(Collected data entries)
== Segment start ==
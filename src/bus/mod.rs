//! Message bus access: the `MessageBus` seam, a STOMP client, and an
//! in-process bus used by tests.

pub mod frame;
pub mod memory;
pub mod stomp;
pub mod topics;

use std::time::Duration;

use async_trait::async_trait;
use serde_json::Value;
use thiserror::Error;
use tokio::sync::mpsc;

pub use frame::FrameError;
pub use memory::InMemoryBus;
pub use stomp::{ConnectOptions, StompBus};

/// Errors raised by bus clients.
#[derive(Debug, Error)]
pub enum BusError {
    #[error("i/o error: {0}")]
    Io(#[from] std::io::Error),

    #[error("frame error: {0}")]
    Frame(#[from] FrameError),

    #[error("broker rejected connection: {0}")]
    Rejected(String),

    #[error("broker error: {0}")]
    Broker(String),

    #[error("connection closed")]
    Closed,

    #[error("timed out after {0:?} waiting for a reply from {1}")]
    Timeout(Duration, String),

    #[error("failed to encode message body: {0}")]
    Encode(#[from] serde_json::Error),

    #[error("no responder registered for {0}")]
    NoResponder(String),
}

/// A message received on a subscription.
#[derive(Debug, Clone, PartialEq)]
pub struct Delivery {
    /// Destination the message was published to.
    pub destination: String,
    /// Transport headers in arrival order.
    pub headers: Vec<(String, String)>,
    /// Decoded JSON body; non-JSON text arrives as a JSON string.
    pub body: Value,
}

impl Delivery {
    /// Returns the first value of the named header.
    pub fn header(&self, name: &str) -> Option<&str> {
        self.headers
            .iter()
            .find(|(k, _)| k == name)
            .map(|(_, v)| v.as_str())
    }
}

/// Receiving end of a bus subscription.
#[derive(Debug)]
pub struct Subscription {
    id: String,
    destination: String,
    receiver: mpsc::UnboundedReceiver<Delivery>,
}

impl Subscription {
    pub fn new(
        id: impl Into<String>,
        destination: impl Into<String>,
        receiver: mpsc::UnboundedReceiver<Delivery>,
    ) -> Self {
        Self {
            id: id.into(),
            destination: destination.into(),
            receiver,
        }
    }

    pub fn id(&self) -> &str {
        &self.id
    }

    pub fn destination(&self) -> &str {
        &self.destination
    }

    /// Waits for the next delivery; `None` once the bus drops the route.
    pub async fn recv(&mut self) -> Option<Delivery> {
        self.receiver.recv().await
    }
}

/// Publish/subscribe and request/response access to the platform bus.
#[async_trait]
pub trait MessageBus: Send + Sync {
    /// Subscribes to a topic or queue.
    async fn subscribe(&self, destination: &str) -> Result<Subscription, BusError>;

    /// Cancels a subscription; pending deliveries are discarded.
    async fn unsubscribe(&self, subscription: &Subscription) -> Result<(), BusError>;

    /// Publishes a JSON message.
    async fn send(&self, destination: &str, body: &Value) -> Result<(), BusError>;

    /// Sends a JSON request and waits for the single reply.
    async fn request(
        &self,
        destination: &str,
        body: &Value,
        timeout: Duration,
    ) -> Result<Value, BusError>;
}

/// Addresses bare platform topic names as queues.
///
/// Destinations already carrying a `/topic/`, `/queue/`, or `/temp-queue/`
/// prefix are returned unchanged.
pub fn normalize_destination(destination: &str) -> String {
    if ["/topic/", "/queue/", "/temp-queue/"]
        .iter()
        .any(|prefix| destination.starts_with(prefix))
    {
        destination.to_string()
    } else {
        format!("/queue/{destination}")
    }
}

/// Decodes a message body as JSON, keeping non-JSON text as a string.
pub fn decode_body(bytes: &[u8]) -> Value {
    serde_json::from_slice(bytes)
        .unwrap_or_else(|_| Value::String(String::from_utf8_lossy(bytes).into_owned()))
}

/// Unwraps a reply whose JSON document arrived as an encoded string.
pub fn unwrap_json_string(value: Value) -> Value {
    match value {
        Value::String(text) => serde_json::from_str(&text).unwrap_or(Value::String(text)),
        other => other,
    }
}
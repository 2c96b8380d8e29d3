//! API response and query types.

use std::collections::BTreeMap;

use serde::{Deserialize, Serialize};

use crate::report::{ReportRow, TimestepReport};

/// Run identity, column layout, and the most recent report.
#[derive(Debug, Serialize)]
pub struct StateResponse {
    pub simulation_id: String,
    /// Section columns in CSV order.
    pub sections: Vec<String>,
    /// Number of timesteps processed so far.
    pub report_count: usize,
    /// Latest report, `null` before the first timestep.
    pub latest: Option<ReportRecord>,
}

/// One timestep keyed by section name.
///
/// Sections without loads map to `null`, matching the empty CSV cells.
#[derive(Debug, Serialize)]
pub struct ReportRecord {
    pub timestamp: i64,
    pub date_time: String,
    pub efficacy: BTreeMap<String, Option<f64>>,
    pub load: BTreeMap<String, Option<f64>>,
    pub der: BTreeMap<String, Option<f64>>,
}

impl ReportRecord {
    pub fn new(report: &TimestepReport, sections: &[String]) -> Self {
        Self {
            timestamp: report.timestamp.seconds(),
            date_time: report.date_time.clone(),
            efficacy: by_section(&report.efficacy, sections),
            load: by_section(&report.load, sections),
            der: by_section(&report.der, sections),
        }
    }
}

fn by_section(row: &ReportRow, sections: &[String]) -> BTreeMap<String, Option<f64>> {
    sections.iter().cloned().zip(row.cells.iter().copied()).collect()
}

/// Optional range query parameters for the efficacy endpoint.
#[derive(Debug, Deserialize)]
pub struct EfficacyQuery {
    /// Start timestamp in seconds (inclusive).
    pub from: Option<i64>,
    /// End timestamp in seconds (inclusive).
    pub to: Option<i64>,
}

/// Error response body for 400-class errors.
#[derive(Debug, Serialize)]
pub struct ErrorResponse {
    /// Human-readable error message.
    pub error: String,
}

#[cfg(test)]
mod tests {
    use super::*;
    use crate::sim::message::Timestamp;

    #[test]
    fn record_maps_cells_to_sections() {
        let mut report = TimestepReport::new(Timestamp(60), "01/01/70 00:01".to_string(), 2);
        report.efficacy.cells = vec![Some(0.8), None];
        report.load.cells = vec![Some(100.0), None];
        report.der.cells = vec![Some(-20.0), None];
        let sections = vec!["sw1".to_string(), "sw2".to_string()];

        let record = ReportRecord::new(&report, &sections);
        assert_eq!(record.timestamp, 60);
        assert_eq!(record.efficacy["sw1"], Some(0.8));
        assert_eq!(record.efficacy["sw2"], None);
        assert_eq!(record.der["sw1"], Some(-20.0));
        assert_eq!(record.load.len(), 2);
    }
}
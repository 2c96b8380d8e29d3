//! End-to-end efficacy runs over the in-memory bus.

mod common;

use std::fs;
use std::sync::Arc;
use std::time::Duration;

use serde_json::json;

use feeder_efficacy::app::EfficacyApp;
use feeder_efficacy::bus::topics::{
    REQUEST_TOPOLOGY, application_output_topic, simulation_log_topic, simulation_output_topic,
};
use feeder_efficacy::bus::{InMemoryBus, MessageBus};
use feeder_efficacy::cim::topology::request_switch_areas;
use feeder_efficacy::cim::{BlazegraphClient, DistributedModel, load_distributed_model};
use feeder_efficacy::config::ModelConfig;
use feeder_efficacy::runner::{self, StopReason};
use feeder_efficacy::sim::message::SimulationStatus;

#[tokio::test]
async fn topology_reply_builds_two_sections() {
    let bus = InMemoryBus::new();
    bus.respond_with(REQUEST_TOPOLOGY, common::switch_areas_reply());

    let topology = request_switch_areas(&bus, common::FEEDER_MRID, Duration::from_secs(1))
        .await
        .expect("topology");
    let model = DistributedModel::assemble(
        common::FEEDER_MRID,
        "fixture",
        &topology,
        common::feeder_equipment(),
        false,
    )
    .expect("model");

    assert_eq!(model.section_names().expect("names"), vec!["sw1", "sw2"]);
    assert_eq!(model.switch_areas[0].equipment_count(), 3);
    assert_eq!(model.switch_areas[1].equipment_count(), 1);
}

#[tokio::test]
async fn run_writes_logs_and_publishes_each_timestep() {
    let dir = tempfile::tempdir().expect("tempdir");
    let bus = Arc::new(InMemoryBus::new());
    let mut app = EfficacyApp::new(
        bus.clone(),
        common::two_area_model(),
        common::SIMULATION_ID,
        common::app_options(dir.path()),
    )
    .expect("app");

    let mut output = bus
        .subscribe(&simulation_output_topic(common::SIMULATION_ID))
        .await
        .expect("output");
    let mut log = bus
        .subscribe(&simulation_log_topic(common::SIMULATION_ID))
        .await
        .expect("log");

    for step in 0..3 {
        let reached = bus.deliver(
            &simulation_output_topic(common::SIMULATION_ID),
            common::output_message(common::START + step * 60, &common::step_readings()),
        );
        assert_eq!(reached, 1);
    }
    bus.deliver(
        &simulation_log_topic(common::SIMULATION_ID),
        json!({"processStatus": "COMPLETE", "logMessage": "Simulation complete"}),
    );

    let reason = tokio::time::timeout(
        Duration::from_secs(5),
        runner::run(&mut app, &mut output, Some(&mut log), std::future::pending()),
    )
    .await
    .expect("run finishes");
    assert_eq!(reason, StopReason::Completed(SimulationStatus::Complete));
    assert_eq!(app.history().len(), 3);

    let read = |name: &str| fs::read_to_string(dir.path().join(name)).expect("log file");
    assert_eq!(
        read("efficacy1234.csv"),
        "timestamp,sw1,sw2\n\
         03/06/23 14:05,1.25,\n\
         03/06/23 14:06,1.25,\n\
         03/06/23 14:07,1.25,\n"
    );
    assert!(read("load1234.csv").lines().skip(1).all(|l| l.ends_with(",4000.0,")));
    assert!(read("der1234.csv").lines().skip(1).all(|l| l.ends_with(",1000.0,")));

    let published = bus.sent_to(&application_output_topic("demo-efficacy-app", common::SIMULATION_ID));
    assert_eq!(published.len(), 3);
    assert_eq!(published[2]["timestamp"], common::START + 120);
    assert_eq!(published[2]["efficacy"]["timestamp"], "03/06/23 14:07");
    assert_eq!(published[2]["efficacy"]["sw1"], 1.25);
    assert!(published[2]["efficacy"].get("sw2").is_none());
    assert_eq!(published[0]["der"]["sw1"], 1000.0);
}

#[tokio::test]
async fn incomplete_timestep_is_dropped() {
    let dir = tempfile::tempdir().expect("tempdir");
    let bus = Arc::new(InMemoryBus::new());
    let mut app = EfficacyApp::new(
        bus.clone(),
        common::two_area_model(),
        common::SIMULATION_ID,
        common::app_options(dir.path()),
    )
    .expect("app");
    let mut output = bus
        .subscribe(&simulation_output_topic(common::SIMULATION_ID))
        .await
        .expect("output");

    let mut partial = common::step_readings();
    partial.retain(|(mrid, _)| *mrid != "_M_PV2");
    bus.deliver(
        &simulation_output_topic(common::SIMULATION_ID),
        common::output_message(common::START, &partial),
    );
    bus.deliver(
        &simulation_output_topic(common::SIMULATION_ID),
        common::output_message(common::START + 60, &common::step_readings()),
    );
    bus.close();

    let reason = runner::run(&mut app, &mut output, None, std::future::pending()).await;
    assert_eq!(reason, StopReason::OutputClosed);

    let efficacy = fs::read_to_string(dir.path().join("efficacy1234.csv")).expect("log file");
    assert_eq!(efficacy, "timestamp,sw1,sw2\n03/06/23 14:06,1.25,\n");
    assert_eq!(bus.sent().len(), 1);
}

#[tokio::test]
async fn model_snapshot_skips_the_model_services() {
    let dir = tempfile::tempdir().expect("tempdir");
    let path = dir.path().join("model.json");
    common::two_area_model().save_snapshot(&path).expect("save");

    let config = ModelConfig {
        snapshot: Some(path),
        ..ModelConfig::default()
    };
    let bus = InMemoryBus::new();
    let blazegraph = BlazegraphClient::new("http://127.0.0.1:9/unused");
    let model = load_distributed_model(&bus, &blazegraph, &config, Duration::from_secs(1))
        .await
        .expect("snapshot loads");

    assert_eq!(model, common::two_area_model());
    assert!(bus.sent().is_empty());
}
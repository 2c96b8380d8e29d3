//! In-process message bus for tests and offline runs.

use std::collections::HashMap;
use std::time::Duration;

use async_trait::async_trait;
use parking_lot::Mutex;
use serde_json::Value;
use tokio::sync::mpsc;

use super::{BusError, Delivery, MessageBus, Subscription, normalize_destination};

#[derive(Default)]
struct Inner {
    next_id: u64,
    /// Subscription id -> (destination, sender).
    routes: HashMap<String, (String, mpsc::UnboundedSender<Delivery>)>,
    /// Destination -> canned reply.
    responders: HashMap<String, Value>,
    /// Every `send` and `request` in call order.
    sent: Vec<(String, Value)>,
}

/// Bus that routes messages between subscribers in the same process.
///
/// Requests are answered from replies registered with
/// [`InMemoryBus::respond_with`].
#[derive(Default)]
pub struct InMemoryBus {
    inner: Mutex<Inner>,
}

impl InMemoryBus {
    pub fn new() -> Self {
        Self::default()
    }

    /// Registers the reply returned for requests to `destination`.
    pub fn respond_with(&self, destination: &str, reply: Value) {
        self.inner
            .lock()
            .responders
            .insert(normalize_destination(destination), reply);
    }

    /// Delivers a message to subscribers as if it came from the broker.
    ///
    /// Returns the number of subscribers reached.
    pub fn deliver(&self, destination: &str, body: Value) -> usize {
        let destination = normalize_destination(destination);
        let inner = self.inner.lock();
        let mut reached = 0;
        for (route_destination, tx) in inner.routes.values() {
            if *route_destination != destination {
                continue;
            }
            let delivery = Delivery {
                destination: destination.clone(),
                headers: vec![("destination".to_string(), destination.clone())],
                body: body.clone(),
            };
            if tx.send(delivery).is_ok() {
                reached += 1;
            }
        }
        reached
    }

    /// Drops every route, closing all open subscriptions.
    pub fn close(&self) {
        self.inner.lock().routes.clear();
    }

    /// All messages sent so far, in order.
    pub fn sent(&self) -> Vec<(String, Value)> {
        self.inner.lock().sent.clone()
    }

    /// Bodies sent to one destination, in order.
    pub fn sent_to(&self, destination: &str) -> Vec<Value> {
        let destination = normalize_destination(destination);
        self.inner
            .lock()
            .sent
            .iter()
            .filter(|(d, _)| *d == destination)
            .map(|(_, body)| body.clone())
            .collect()
    }

    /// Number of open subscriptions.
    pub fn subscription_count(&self) -> usize {
        self.inner.lock().routes.len()
    }
}

#[async_trait]
impl MessageBus for InMemoryBus {
    async fn subscribe(&self, destination: &str) -> Result<Subscription, BusError> {
        let destination = normalize_destination(destination);
        let (tx, rx) = mpsc::unbounded_channel();
        let mut inner = self.inner.lock();
        let id = format!("mem-{}", inner.next_id);
        inner.next_id += 1;
        inner.routes.insert(id.clone(), (destination.clone(), tx));
        Ok(Subscription::new(id, destination, rx))
    }

    async fn unsubscribe(&self, subscription: &Subscription) -> Result<(), BusError> {
        self.inner.lock().routes.remove(subscription.id());
        Ok(())
    }

    async fn send(&self, destination: &str, body: &Value) -> Result<(), BusError> {
        let destination = normalize_destination(destination);
        self.inner
            .lock()
            .sent
            .push((destination.clone(), body.clone()));
        self.deliver(&destination, body.clone());
        Ok(())
    }

    async fn request(
        &self,
        destination: &str,
        body: &Value,
        _timeout: Duration,
    ) -> Result<Value, BusError> {
        let destination = normalize_destination(destination);
        let mut inner = self.inner.lock();
        inner.sent.push((destination.clone(), body.clone()));
        inner
            .responders
            .get(&destination)
            .cloned()
            .ok_or(BusError::NoResponder(destination))
    }
}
== Segment end ==
▶ _PROBLEM TO SOLVE_: Beginning with the line above that contains "fn by_section(row: &ReportRow, sections: &[String])", copy each line exactly up to and including the line that contains "pub struct EfficacyQuery", and go no further.

▶ _SOLUTION TO THE EXERCISE_:
fn by_section(row: &ReportRow, sections: &[String]) -> BTreeMap<String, Option<f64>> {
    sections.iter().cloned().zip(row.cells.iter().copied()).collect()
}

/// Optional range query parameters for the efficacy endpoint.
#[derive(Debug, Deserialize)]
pub struct EfficacyQuery {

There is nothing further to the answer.